The nature of immune responses against CNS antigens in the CLN might be dictated by the functional phenotype of the CNS antigen-containing cells. We therefore determined the phenotype of myelin and neuronal antigen-containing cells in human MS CLN. Neuronal antigen-containing cells in MS CLN expressed the APC markers MHC class II and CD40, indicating that these cells are equipped for antigen presentation to T lymphocytes. Furthermore, neuronal antigen-containing cells were observed in the paracortex of the lymph node, where APC encounter and activate naïve T cells. Indeed, T cell responses against neuronal antigens have been demonstrated in MS patients and EAE-affected animals [810], and T cell-mediated EAE symptoms can be induced by immunization with neuronal antigens [11, 13, 14]. Despite this, we did not detect T cell proliferation against NF-L in CLN from EAE mice immunized with MOG35-55 or MOG8-21. The lack of T cell proliferation we consistently found might be due to the absence of intermolecular spreading or to the fact that the draining antigens may act immunosuppressively on proliferation within the draining lymph nodes.

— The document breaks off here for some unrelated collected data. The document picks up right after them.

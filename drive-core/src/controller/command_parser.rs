//! src/controller/command_parser.rs
//! ============================================================================
//! # Command Parser: headless shell lines into actions
//!
//! One line, one command. The first word picks the command, the rest of the
//! line is its argument. `search` and `mkdir` take the raw remainder so names
//! and queries may contain spaces; blank folder names still reach the engine,
//! which owns that validation.

use compact_str::CompactString;

use crate::controller::actions::Action;
use crate::error::AppError;
use crate::model::entry::EntryId;
use crate::model::view_mode::ViewMode;
use crate::upload::descriptor::FileDescriptor;

pub const HELP_TEXT: &str = "\
commands:
  ls                                  show the current listing
  search <text>                       filter by name (no text clears)
  select <id>                         toggle selection of an entry
  clear                               clear the selection
  view grid|list                      switch view mode
  mkdir <name>                        create a folder
  upload <file> <bytes> [mime], ...   upload one batch of files
  star|unstar <id>                    set or clear the starred flag
  share|unshare <id>                  set or clear the shared flag
  json                                dump the current snapshot as JSON
  help                                show this text
  quit                                leave";

/// A parsed shell line.
#[derive(Debug, Clone, PartialEq, Eq)]
pub enum ShellCommand {
    /// Forward to the event loop.
    Action(Action),

    /// Print the latest snapshot as JSON.
    Json,

    Help,
}

/// Parse one input line. Blank lines yield `Ok(None)`.
pub fn parse_command(line: &str) -> Result<Option<ShellCommand>, AppError> {
    let trimmed = line.trim();
    if trimmed.is_empty() {
        return Ok(None);
    }

    let (cmd, rest) = match trimmed.split_once(char::is_whitespace) {
        Some((cmd, rest)) => (cmd, rest.trim()),
        None => (trimmed, ""),
    };

    let action = match cmd.to_ascii_lowercase().as_str() {
        "ls" | "refresh" => Action::Refresh,
        "search" | "find" => Action::Search(CompactString::new(rest)),
        "select" => Action::ToggleSelection(required_id(cmd, rest)?),
        "clear" => Action::ClearSelection,
        "view" => Action::SetViewMode(rest.parse::<ViewMode>()?),
        "mkdir" => Action::CreateFolder(rest.to_string()),
        "upload" => Action::StartUpload(parse_upload_batch(rest)?),
        "star" => Action::SetStarred {
            id: required_id(cmd, rest)?,
            starred: true,
        },
        "unstar" => Action::SetStarred {
            id: required_id(cmd, rest)?,
            starred: false,
        },
        "share" => Action::SetShared {
            id: required_id(cmd, rest)?,
            shared: true,
        },
        "unshare" => Action::SetShared {
            id: required_id(cmd, rest)?,
            shared: false,
        },
        "json" => return Ok(Some(ShellCommand::Json)),
        "help" | "?" => return Ok(Some(ShellCommand::Help)),
        "quit" | "q" | "exit" => Action::Quit,
        _ => {
            return Err(AppError::invalid_input(
                "command",
                format!("unknown command '{cmd}', try 'help'"),
            ));
        }
    };

    Ok(Some(ShellCommand::Action(action)))
}

fn required_id(cmd: &str, rest: &str) -> Result<EntryId, AppError> {
    match rest.split_whitespace().next() {
        Some(id) => Ok(EntryId::from(id)),
        None => Err(AppError::invalid_input(
            "id",
            format!("'{cmd}' needs an entry id"),
        )),
    }
}

/// `name bytes [mime]` groups separated by commas. An empty argument is an
/// empty batch, which the engine ignores.
fn parse_upload_batch(rest: &str) -> Result<Vec<FileDescriptor>, AppError> {
    rest.split(',')
        .map(str::trim)
        .filter(|group| !group.is_empty())
        .map(parse_descriptor)
        .collect()
}

fn parse_descriptor(group: &str) -> Result<FileDescriptor, AppError> {
    let mut parts = group.split_whitespace();
    let (Some(name), Some(bytes)) = (parts.next(), parts.next()) else {
        return Err(AppError::invalid_input(
            "upload",
            format!("expected '<file> <bytes> [mime]', got '{group}'"),
        ));
    };
    let mime = parts.next();
    if parts.next().is_some() {
        return Err(AppError::invalid_input(
            "upload",
            format!("too many fields in '{group}'"),
        ));
    }

    let byte_length = bytes.parse::<u64>().map_err(|e| {
        AppError::invalid_input("bytes", format!("'{bytes}' is not a byte count: {e}"))
    })?;

    Ok(FileDescriptor::new(name, byte_length, mime))
}

#[cfg(test)]
mod tests {
    use super::*;

    fn action(line: &str) -> Action {
        match parse_command(line) {
            Ok(Some(ShellCommand::Action(action))) => action,
            other => panic!("expected action for {line:?}, got {other:?}"),
        }
    }

    #[test]
    fn test_blank_lines_are_skipped() {
        assert_eq!(parse_command("").unwrap(), None);
        assert_eq!(parse_command("   \t").unwrap(), None);
    }

    #[test]
    fn test_search_keeps_spaces_and_allows_empty() {
        assert_eq!(
            action("search  foto vacaciones "),
            Action::Search("foto vacaciones".into())
        );
        assert_eq!(action("search"), Action::Search("".into()));
    }

    #[test]
    fn test_mkdir_passes_blank_names_through() {
        assert_eq!(action("mkdir Q3 Reports"), Action::CreateFolder("Q3 Reports".into()));
        assert_eq!(action("mkdir"), Action::CreateFolder(String::new()));
    }

    #[test]
    fn test_flag_commands() {
        assert_eq!(
            action("STAR 6"),
            Action::SetStarred {
                id: EntryId::from("6"),
                starred: true
            }
        );
        assert_eq!(
            action("unshare 2"),
            Action::SetShared {
                id: EntryId::from("2"),
                shared: false
            }
        );
        assert!(matches!(
            parse_command("select"),
            Err(AppError::InvalidInput { .. })
        ));
    }

    #[test]
    fn test_view_mode_argument() {
        assert_eq!(action("view list"), Action::SetViewMode(ViewMode::List));
        assert!(parse_command("view tiles").is_err());
    }

    #[test]
    fn test_upload_batch() {
        let Action::StartUpload(files) =
            action("upload d1.png 3984588 image/png, notes.txt 120")
        else {
            panic!("expected upload");
        };

        assert_eq!(files.len(), 2);
        assert_eq!(files[0].filename, "d1.png");
        assert_eq!(files[0].byte_length, 3_984_588);
        assert_eq!(files[0].mime_type.as_deref(), Some("image/png"));
        assert_eq!(files[1].mime_type, None);

        assert_eq!(action("upload"), Action::StartUpload(Vec::new()));
    }

    #[test]
    fn test_upload_rejects_bad_groups() {
        assert!(parse_command("upload d1.png").is_err());
        assert!(parse_command("upload d1.png lots").is_err());
        assert!(parse_command("upload a 1 text/plain extra").is_err());
    }

    #[test]
    fn test_shell_only_commands() {
        assert_eq!(parse_command("json").unwrap(), Some(ShellCommand::Json));
        assert_eq!(parse_command("help").unwrap(), Some(ShellCommand::Help));
        assert_eq!(action("exit"), Action::Quit);
        assert!(matches!(
            parse_command("rm -rf"),
            Err(AppError::InvalidInput { field, .. }) if field == "command"
        ));
    }
}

The current study shows that phagocytes containing the neuronal antigen MAP-2 in CLN of MS patients and EAE-affected rhesus monkeys had a pro-inflammatory phenotype. In contrast, the majority of phagocytes containing the myelin antigen MOG demonstrated an anti-inflammatory phenotype, suggesting a relation with the anti-inflammatory myelin-laden foamy macrophages present within MS lesions [38]. This differential expression of pro- and anti-inflammatory molecules likely influences the type of immune response against these antigens. The difference in functional phenotype between MAP-2 and MOG-containing cells may be the consequence of the inflammatory status of the microenvironment in which the cells have taken up their antigens. Alternatively, the nature of the phagocytosed antigen may direct the immunophenotype of the cell into a pro- or anti-inflammatory mode of action.

As both myelin and neuronal antigens are found in CLN, the question arises how these antigens reach these lymph nodes. The two likely mechanisms are either as soluble antigen or by active transport within phagocytosing cells [16, 17], such as the anti-inflammatory foamy macrophages within MS lesions [38]. Since anti-inflammatory macrophages express the lymph node homing receptor CCR7 [50], we determined whether a CCR7-dependent mechanism could be involved. This study shows that, similar to APC in MS brain as well as MOG-containing cells in EAE-affected rhesus CLN [21, 51], myelin-containing cells in human MS CLN and in vitro express CCR7, but MAP-2-containing cells do not. CLN from EAE-affected CCR7-deficient mice contain slightly more myelin and neuronal antigens as compared to CLN from EAE-affected wild-type mice, indicating that CCR7 is not necessarily involved. This strongly suggests that either other chemokine receptors are able to guide cell migration to the CLN or that CNS antigens drain as soluble antigens through CSF to the CLN. This hypothesis is supported by increased free neuronal proteins in CSF of MS patients and EAE mice as compared to healthy controls [52, 53].

In conclusion, we here report that neuronal antigen-containing cells are present in CLN during MS and in various animal models for CNS damage. The frequencies of these cells correlated with the extent of neuronal damage. In addition, neuronal antigen-containing cells in human MS CLN are present in functionally different APC subsets as compared to the majority of myelin antigen-containing APC. The presence of neuronal antigens in APC with a pro-inflammatory phenotype and of myelin antigens in APC with an anti-inflammatory phenotype points at a different potential to activate functionally distinct T cell subsets.